In probability theory and statistics, skewness is a measure of the asymmetry of the probability distribution of a real-valued random variable about its mean. The value of skewness can be positive or negative, or even undefined.


The skewness of a random variable $X$ is the third standardized moment $\gamma_1$, defined as: \begin{equation} \tag{1} \gamma_1 = \operatorname{E}\left[\left(\frac{X-\mu}{\sigma}\right)^3 \right] = \frac{\mu_3}{\sigma^3} = \frac{\operatorname{E}\left[(X-\mu)^3\right]}{\ \ \ ( \operatorname{E}\left[ (X-\mu)^2 \right] )^{3/2}} = \frac{\kappa_3}{\kappa_2^{3/2}} \end{equation} where $\mu$ is the mean, $\sigma$ is the standard deviation, $\operatorname{E}$ is the expectation operator, $\mu_3$ is the third central moment, and $\kappa_t$ are the $t$th cumulants.

Sample Skewness

There are several ways to define sample skewness.

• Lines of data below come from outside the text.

impl RepoUrl {
    /// Parses a URL whose path is already percent-encoded.
    ///
    /// The scheme must be registered in the global [`PortRegistry`] or
    /// start with `svn+`.
    ///
    /// # Errors
    ///
    /// Returns an [`InvalidUrlError`] if the string has no `scheme://`
    /// prefix, the scheme is unsupported, the authority cannot be split,
    /// the host is empty for a network scheme, or a path segment equals
    /// `..`.
    ///
    /// # Examples
    ///
    /// ```
    /// use repo_url::RepoUrl;
    ///
    /// let url = RepoUrl::parse("http://example.com/a%20b/")?;
    /// assert_eq!(url.path(), "/a b");
    /// assert_eq!(url.encoded_path().as_str(), "/a%20b");
    /// # Ok::<_, repo_url::InvalidUrlError>(())
    /// ```
    pub fn parse(url: &str) -> Result<RepoUrl> {
        parser::parse(url, true, PortRegistry::global())
    }

    /// Like [`parse`](Self::parse), against the given registry.
    pub fn parse_in(url: &str, registry: &PortRegistry) -> Result<RepoUrl> {
        parser::parse(url, true, registry)
    }

    /// Parses a URL whose path is raw, percent-encoding it on the way in.
    #[deprecated = "parse the percent-encoded form with `parse` instead"]
    pub fn parse_decoded(url: &str) -> Result<RepoUrl> {
        parser::parse(url, false, PortRegistry::global())
    }

    /// Like [`parse_decoded`](Self::parse_decoded), against the given
    /// registry.
    #[deprecated = "parse the percent-encoded form with `parse_in` instead"]
    pub fn parse_decoded_in(url: &str, registry: &PortRegistry) -> Result<RepoUrl> {
        parser::parse(url, false, registry)
    }

    /// Builds a URL from components.
    ///
    /// A missing scheme defaults to `http` and a missing path to `/`.
    /// `path_encoded` declares the path already percent-encoded; existing
    /// escapes are then preserved instead of being escaped again. The
    /// components are composed into a canonical string and re-parsed, so
    /// this agrees with [`parse`](Self::parse) in every detail.
    ///
    /// # Errors
    ///
    /// Returns an [`InvalidUrlError`] if the host is missing for a
    /// non-`file` scheme or contains `@` or `/`, if the user info
    /// contains `/`, or if the composed URL fails to parse.
    ///
    /// # Examples
    ///
    /// ```
    /// use repo_url::RepoUrl;
    ///
    /// let url = RepoUrl::from_parts(
    ///     Some("HTTP"),
    ///     None,
    ///     Some("Example.COM"),
    ///     -1,
    ///     Some("/a/"),
    ///     false,
    /// )?;
    /// assert_eq!(url.scheme(), "http");
    /// assert_eq!(url.host(), Some("example.com"));
    /// assert_eq!(url.as_str(), "http://example.com/a");
    /// # Ok::<_, repo_url::InvalidUrlError>(())
    /// ```
    pub fn from_parts(
        scheme: Option<&str>,
        user_info: Option<&str>,
        host: Option<&str>,
        port: i32,
        path: Option<&str>,
        path_encoded: bool,
    ) -> Result<RepoUrl> {
        Self::from_parts_in(
            scheme,
            user_info,
            host,
            port,
            path,
            path_encoded,
            PortRegistry::global(),
        )
    }

    /// Like [`from_parts`](Self::from_parts), against the given registry.
    pub fn from_parts_in(
        scheme: Option<&str>,
        user_info: Option<&str>,
        host: Option<&str>,
        port: i32,
        path: Option<&str>,
        path_encoded: bool,
        registry: &PortRegistry,
    ) -> Result<RepoUrl> {
        let raw_is_file = scheme.is_some_and(|s| s.eq_ignore_ascii_case("file"));
        if (host.is_none() && !raw_is_file) || host.is_some_and(|h| h.contains('@')) {
            return Err(InvalidUrlError::new(
                InvalidUrlErrorKind::InvalidHost,
                host.unwrap_or_default(),
            ));
        }

        let path = path.unwrap_or("/");
        let mut path = if path_encoded {
            auto_encode(path)
        } else {
            encode(path)
        };
        if !path.is_empty() && !path.starts_with('/') {
            path.insert(0, '/');
        }
        if path.ends_with('/') {
            path.pop();
        }

        let scheme = match scheme {
            Some(scheme) => scheme.to_ascii_lowercase(),
            None => "http".to_owned(),
        };

        if let Some(user_info) = user_info {
            if user_info.contains('/') {
                return Err(InvalidUrlError::new(
                    InvalidUrlErrorKind::InvalidUserInfo,
                    user_info,
                ));
            }
        }
        if scheme != "file" {
            match host {
                None => {
                    return Err(InvalidUrlError::new(InvalidUrlErrorKind::InvalidHost, ""));
                }
                Some(host) if host.contains('/') => {
                    return Err(InvalidUrlError::new(InvalidUrlErrorKind::InvalidHost, host));
                }
                _ => {}
            }
        }

        let url = compose(&scheme, user_info, host, port, &path);
        parser::parse(&url, true, registry)
    }

    /// Builds a `file` URL from a local filesystem path.
    ///
    /// A relative path is made absolute against the current directory;
    /// nothing else on the filesystem is consulted. On backslash
    /// platforms a UNC path contributes its first element as the host,
    /// and separators become `/`.
    ///
    /// # Errors
    ///
    /// Returns an [`InvalidUrlError`] if the current directory is needed
    /// but unavailable, or if the resulting URL fails to parse (for
    /// instance when the path contains a `..` element).
    ///
    /// # Examples
    ///
    /// ```
    /// use repo_url::RepoUrl;
    ///
    /// let url = RepoUrl::from_file_path("/var/svn/repo")?;
    /// assert_eq!(url.scheme(), "file");
    /// assert_eq!(url.host(), Some(""));
    /// assert_eq!(url.path(), "/var/svn/repo");
    /// assert_eq!(url.as_str(), "file:///var/svn/repo");
    /// # Ok::<_, repo_url::InvalidUrlError>(())
    /// ```
    pub fn from_file_path<P: AsRef<Path>>(path: P) -> Result<RepoUrl> {
        Self::from_file_path_in(path, PortRegistry::global())
    }

    /// Like [`from_file_path`](Self::from_file_path), against the given
    /// registry.
    pub fn from_file_path_in<P: AsRef<Path>>(path: P, registry: &PortRegistry) -> Result<RepoUrl> {
        let path = path.as_ref();
        let absolute = if path.is_absolute() {
            path.to_path_buf()
        } else {
            let cwd = std::env::current_dir().map_err(|_| {
                InvalidUrlError::new(
                    InvalidUrlErrorKind::Malformed,
                    path.display().to_string(),
                )
            })?;
            cwd.join(path)
        };

        let text = absolute.to_string_lossy();
        let (host, mut file_path) = path::split_file_host(&text, cfg!(windows));
        if !file_path.starts_with('/') {
            file_path.insert(0, '/');
        }
        Self::from_parts_in(
            Some("file"),
            None,
            host.as_deref(),
            -1,
            Some(&file_path),
            false,
            registry,
        )
    }

    /// Returns the scheme, always lowercase.
    #[must_use]
    pub fn scheme(&self) -> &str {
        &self.scheme
    }

    /// Returns the user info part of the authority, raw and undecoded.
    #[must_use]
    pub fn user_info(&self) -> Option<&str> {
        self.user_info.as_deref()
    }

    /// Returns the host, always lowercase.
    ///
    /// A `file` URL without an explicit host reports `Some("")`.
    #[must_use]
    pub fn host(&self) -> Option<&str> {
        self.host.as_deref()
    }

    /// Returns the resolved port.
    ///
    /// When the input spelled no port, this is the scheme's registered
    /// default, or `0` for an unregistered `svn+` scheme. A `file` URL
    /// without a port reports `-1`.
    #[must_use]
    pub fn port(&self) -> i32 {
        self.port
    }

    /// Whether the port was spelled out rather than resolved from the
    /// registry.
    #[must_use]
    pub fn has_port(&self) -> bool {
        !self.is_default_port
    }

    /// Returns the decoded path: leading `/`, no trailing `/`, the root
    /// collapsed to `""`.
    #[must_use]
    pub fn path(&self) -> &str {
        &self.path
    }

    /// Returns the percent-encoded counterpart of [`path`](Self::path).
    #[must_use]
    pub fn encoded_path(&self) -> &EStr {
        EStr::new_validated(&self.encoded_path)
    }

    /// Returns the canonical encoded rendering.
    ///
    /// The rendering is composed once and memoized; `Display` shows the
    /// same string.
    #[must_use]
    pub fn as_str(&self) -> &str {
        self.rendered.get_or_init(|| {
            compose(
                &self.scheme,
                self.user_info.as_deref(),
                self.host.as_deref(),
                self.explicit_port(),
                &self.encoded_path,
            )
        })
    }

    /// Composes the rendering over the decoded path.
    ///
    /// This is the form persisted by the serde impls.
    #[must_use]
    pub fn to_decoded_string(&self) -> String {
        compose(
            &self.scheme,
            self.user_info.as_deref(),
            self.host.as_deref(),
            self.explicit_port(),
            &self.path,
        )
    }

    /// Returns a new URL with `segment` joined onto the path.
    ///
    /// An empty segment yields a clone of `self`. The segment may span
    /// several `/`-separated elements; `path_encoded` declares it already
    /// percent-encoded.
    ///
    /// # Errors
    ///
    /// Returns an [`InvalidUrlError`] if the segment introduces a `..`
    /// element.
    ///
    /// # Examples
    ///
    /// ```
    /// use repo_url::RepoUrl;
    ///
    /// let url = RepoUrl::parse("http://example.com/repo")?;
    /// let tagged = url.append_path("tags/1.0", false)?;
    /// assert_eq!(tagged.as_str(), "http://example.com/repo/tags/1.0");
    ///
    /// let spaced = url.append_path("a b", false)?;
    /// assert_eq!(spaced.encoded_path().as_str(), "/repo/a%20b");
    /// # Ok::<_, repo_url::InvalidUrlError>(())
    /// ```
    pub fn append_path(&self, segment: &str, path_encoded: bool) -> Result<RepoUrl> {
        self.append_path_in(segment, path_encoded, PortRegistry::global())
    }

    /// Like [`append_path`](Self::append_path), against the given
    /// registry.
    pub fn append_path_in(
        &self,
        segment: &str,
        path_encoded: bool,
        registry: &PortRegistry,
    ) -> Result<RepoUrl> {
        if segment.is_empty() {
            return Ok(self.clone());
        }
        let segment = if path_encoded {
            auto_encode(segment)
        } else {
            encode(segment)
        };
        let path = if self.encoded_path.is_empty() {
            format!("/{segment}")
        } else {
            path::append(&self.encoded_path, &segment)
        };
        self.recompose(&path, true, registry)
    }

    /// Returns a new URL with the path replaced.
    ///
    /// An empty path means the root. `path_encoded` declares the path
    /// already percent-encoded.
    ///
    /// # Errors
    ///
    /// Returns an [`InvalidUrlError`] if the path contains a `..`
    /// element.
    pub fn set_path(&self, path: &str, path_encoded: bool) -> Result<RepoUrl> {
        self.set_path_in(path, path_encoded, PortRegistry::global())
    }

    /// Like [`set_path`](Self::set_path), against the given registry.
    pub fn set_path_in(
        &self,
        path: &str,
        path_encoded: bool,
        registry: &PortRegistry,
    ) -> Result<RepoUrl> {
        let path = if path.is_empty() { "/" } else { path };
        let path = if path_encoded {
            auto_encode(path)
        } else {
            encode(path)
        };
        self.recompose(&path, true, registry)
    }

    /// Returns a new URL with the last path segment removed.
    ///
    /// ```
    /// use repo_url::RepoUrl;
    ///
    /// let url = RepoUrl::parse("svn://example.com/repo/trunk")?;
    /// let parent = url.remove_path_tail()?;
    /// assert_eq!(parent.as_str(), "svn://example.com/repo");
    /// assert_eq!(parent.remove_path_tail()?.path(), "");
    /// # Ok::<_, repo_url::InvalidUrlError>(())
    /// ```
    pub fn remove_path_tail(&self) -> Result<RepoUrl> {
        self.remove_path_tail_in(PortRegistry::global())
    }

    /// Like [`remove_path_tail`](Self::remove_path_tail), against the
    /// given registry.
    pub fn remove_path_tail_in(&self, registry: &PortRegistry) -> Result<RepoUrl> {
        let path = path::remove_tail(&self.path).to_owned();
        self.recompose(&path, false, registry)
    }

    /// Composes a sibling URL around the given path and re-parses it.
    fn recompose(&self, path: &str, path_encoded: bool, registry: &PortRegistry) -> Result<RepoUrl> {
        let url = compose(
            &self.scheme,
            self.user_info.as_deref(),
            self.host.as_deref(),
            self.explicit_port(),
            path,
        );
        parser::parse(&url, path_encoded, registry)
    }

    /// The port as spelled in the rendering: `-1` when it is implied.
    fn explicit_port(&self) -> i32 {
        if self.is_default_port {
            -1
        } else {
            self.port
        }
    }
}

In many older texts, (sample) skewness is given by: \begin{equation} \tag{2} g_1 = \frac{m_3}{m_2^{3/2}} \end{equation} where $m_t$ is the $t$th (sample) moment: \begin{equation} \tag{3} m_t = \frac{1}{n} \sum \left( x_i - \mu \right)^t \end{equation} Note that $m_t$ is a biased estimate of the population moment $\mu_t$.

One way to remove the bias in $g_1$ is: \begin{equation} \tag{4} G_1 = \frac{\sqrt{n(n-1)}}{n-2} g_1 \end{equation}

Note that this is not the only possibility. Another is given by: \begin{equation} \tag{5} b_1 = \left( \frac{n-1}{n} \right)^{3/2} \frac{m_3}{m_2^{3/2}} \end{equation}

These different measures have been studied in [1]. Both of these measures are unbiased. For large sample sizes, there is little difference between the measures. Differences exist for small sample sizes, however. For samples from a normal distribution, $b_1$ has the lowest MSE; for samples from an asymmetric distribution, $G_1$ has the lowest MSE. Whatever distribution is being sampled, $G_1$ has the greatest variance.


In stats++, $G_1$ is implemented.

Notes and references

  1. D. N. Joanes and C. A. Gill, "Comparing measures of sample skewness and kurtosis," The Statistician 47, 183--189 (1998).